What You Will Learn
1. Why It Matters If ChatGPT Recommends Your Business
Something fundamental has changed about how people find businesses. For twenty years, the answer was simple: they Googled it. You optimized for Google, you showed up in search results, and customers found you. That playbook still matters, but it's no longer the whole story.
Today, a growing number of people skip Google entirely. Instead, they open ChatGPT and type something like "What is the best Italian restaurant in downtown Austin?" or "Can you recommend a reliable plumber near me?" And ChatGPT gives them a direct answer — not a list of ten blue links, but a specific recommendation with reasons why.
The numbers behind this shift are staggering. ChatGPT now has over 300 million weekly active users. Perplexity, Claude, and Gemini are growing fast behind it. Research from multiple sources suggests that roughly 40% of consumers have used an AI assistant to research or find a local business in the past year. That number is climbing every quarter.
Here's what makes this different from Google: there are no ads in AI responses. When ChatGPT recommends your competitor, it's not because they paid for a sponsored listing. It's because the AI determined — based on available data — that your competitor is the better answer. And when a user gets that recommendation, they tend to trust it. There's no ad label to make them skeptical. It feels like advice from a knowledgeable friend.
This means that if ChatGPT isn't recommending your business, you're invisibly losing customers. They never visit your website. They never see your Google listing. They go straight to whoever the AI suggested. You don't even know it's happening.
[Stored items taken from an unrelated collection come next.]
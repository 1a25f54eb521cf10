//! Lowers a [`VariableReference`]'s resolution path into a Rust access
//! expression: `Up` becomes `self.container.borrow()`, `Down(name)`
//! becomes a field/collection lookup, `Endpoint(alias)` becomes the
//! connection's bound-instance field. Turns a symbolic path into code
//! that actually walks the generated struct graph.

use crate::ast::{RefStep, VariableReference};

/// Render `reference` as a Rust expression rooted at `self`, ending in a
/// read of `reference.target_name`.
pub fn render_access(reference: &VariableReference) -> String {
    let mut expr = "self".to_string();
    for step in &reference.steps {
        expr = match step {
            RefStep::Up => format!("{expr}.container.borrow()"),
            RefStep::Down(name) => format!("{expr}.{}.borrow()", field_name(name)),
            RefStep::Endpoint(alias) => format!("{expr}.{}.borrow()", field_name(alias)),
        };
    }
    format!("{expr}.{}", field_name(&reference.target_name))
}

/// Rust identifiers can't contain `$` or `'`; model names can. Mangle
/// deterministically so every caller produces the same field name for the
/// same source name.
pub fn field_name(name: &str) -> String {
    if name.starts_with('$') {
        format!("dollar_{}", name.trim_start_matches('$').replace('\'', "_tick"))
    } else {
        name.replace('\'', "_tick")
    }
}

#[cfg(test)]
mod tests {
    use super::*;

    #[test]
    fn mangles_dollar_and_tick_names() {
        assert_eq!(field_name("$t'"), "dollar_t_tick");
        assert_eq!(field_name("x'"), "x_tick");
        assert_eq!(field_name("plain"), "plain");
    }

    #[test]
    fn renders_a_down_then_endpoint_path() {
        let reference = VariableReference {
            steps: vec![RefStep::Down("Sub".into()), RefStep::Endpoint("A".into())],
            target_name: "V".into(),
            resolved: true,
        };
        let rendered = render_access(&reference);
        assert_eq!(rendered, "self.Sub.borrow().A.borrow().V");
    }
}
The first step to fixing this is finding out where you actually stand. Let's walk through exactly how to do that.
2. Step-by-Step: How to Manually Check ChatGPT for Your Business
The good news is that you can start checking this right now, for free. All you need is a ChatGPT account (the free tier works fine). Here's the process I recommend:
Step 1: Open a New Chat
Go to chat.openai.com and start a fresh conversation. This is important — you want a clean session without any prior context that might influence the results. If you've been chatting about your business already, the AI might give you different answers than what a real customer would see.
Step 2: Ask the Prompts Your Customers Would Ask
Think about how a potential customer would search for a business like yours. They won't type your business name — they don't know you exist yet. They'll describe what they need. Here are example prompts to try, customized for your business type:
For example, if you run a dental practice in Nashville, your prompts might look like this:
- • "What are the best dentists in Nashville, TN?"
- • "I need a dentist that does cosmetic work in Nashville. Any recommendations?"
- • "Who is the best family dentist in the Nashville area?"
- • "I just moved to Nashville and need a new dentist. Who should I go to?"
- • "Compare the top-rated dental practices in Nashville. Which has the best reviews?"
Step 3: Run at Least 10 Different Prompts
Don't stop at one or two prompts. AI responses vary based on how the question is worded. You might be mentioned for one query and completely absent for another. Test at least 10 variations covering different angles: general recommendations, specific services you offer, problem-based queries, and comparison requests.
Step 4: Record Everything
For each prompt, write down:
- The exact prompt you used
- Whether your business was mentioned
- If mentioned, what position (first recommendation, second, buried at the bottom?)
- Whether the information about your business was accurate
- Which competitors were mentioned instead
- What reasons the AI gave for its recommendations
This creates your baseline. You'll want to compare against this later to see if your optimization efforts are working.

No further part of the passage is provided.